**WORK REQUIRED**
The answer must consist of each line below that contains the string "Timeout".

===== RECORDS SUPPLIED =====

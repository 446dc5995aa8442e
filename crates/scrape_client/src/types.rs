use std::fmt;

use serde::{Deserialize, Serialize};

pub type RequestId = u64;

/// Body of `POST <base>/scrape`.
#[derive(Debug, Clone, PartialEq, Eq, Serialize)]
pub struct ScrapeRequest<'a> {
    pub url: &'a str,
}

/// Success body. Every field may be omitted by the service.
#[derive(Debug, Clone, PartialEq, Eq, Default, Deserialize)]
pub struct ScrapeResponse {
    pub data: Option<ScrapeData>,
    pub screenshot: Option<String>,
}

/// Result object. `null` is accepted wherever the service may leave a value out.
#[derive(Debug, Clone, PartialEq, Eq, Default, Deserialize)]
pub struct ScrapeData {
    pub links: Option<Vec<WireLink>>,
    pub contents: Option<Vec<Option<String>>>,
    pub images: Option<Vec<WireImage>>,
}

#[derive(Debug, Clone, PartialEq, Eq, Default, Deserialize)]
pub struct WireLink {
    #[serde(default)]
    pub href: Option<String>,
    #[serde(default)]
    pub text: Option<String>,
}

#[derive(Debug, Clone, PartialEq, Eq, Default, Deserialize)]
pub struct WireImage {
    #[serde(default)]
    pub src: Option<String>,
    #[serde(default)]
    pub alt: Option<String>,
}

#[derive(Debug, Clone, PartialEq, Eq)]
pub enum ClientEvent {
    ScrapeCompleted {
        request_id: RequestId,
        result: Result<ScrapeResponse, ClientError>,
    },
}

#[derive(Debug, Clone, PartialEq, Eq, thiserror::Error)]
#[error("{kind}: {message}")]
pub struct ClientError {
    pub kind: FailureKind,
    pub message: String,
}

impl ClientError {
    pub(crate) fn new(kind: FailureKind, message: impl Into<String>) -> Self {
        Self {
            kind,
            message: message.into(),
        }
    }
}

#[derive(Debug, Clone, PartialEq, Eq)]
pub enum FailureKind {
    InvalidServiceBase,
    HttpStatus(u16),
    Timeout,
    TooLarge { max_bytes: u64, actual: Option<u64> },
    Network,
    /// The service answered with a body that is not the expected JSON.
    Decode,
}

impl fmt::Display for FailureKind {
    fn fmt(&self, f: &mut fmt::Formatter<'_>) -> fmt::Result {
        match self {
            FailureKind::InvalidServiceBase => write!(f, "invalid service base"),
            FailureKind::HttpStatus(code) => write!(f, "http status {code}"),
            FailureKind::Timeout => write!(f, "timeout"),
            FailureKind::TooLarge { max_bytes, actual } => {
                write!(f, "response too large (max {max_bytes}, actual {actual:?})")
            }
            FailureKind::Network => write!(f, "network error"),
            FailureKind::Decode => write!(f, "undecodable response"),
        }
    }
}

=====

**EXERCISE RESPONSE**
    Timeout,
            FailureKind::Timeout => write!(f, "timeout"),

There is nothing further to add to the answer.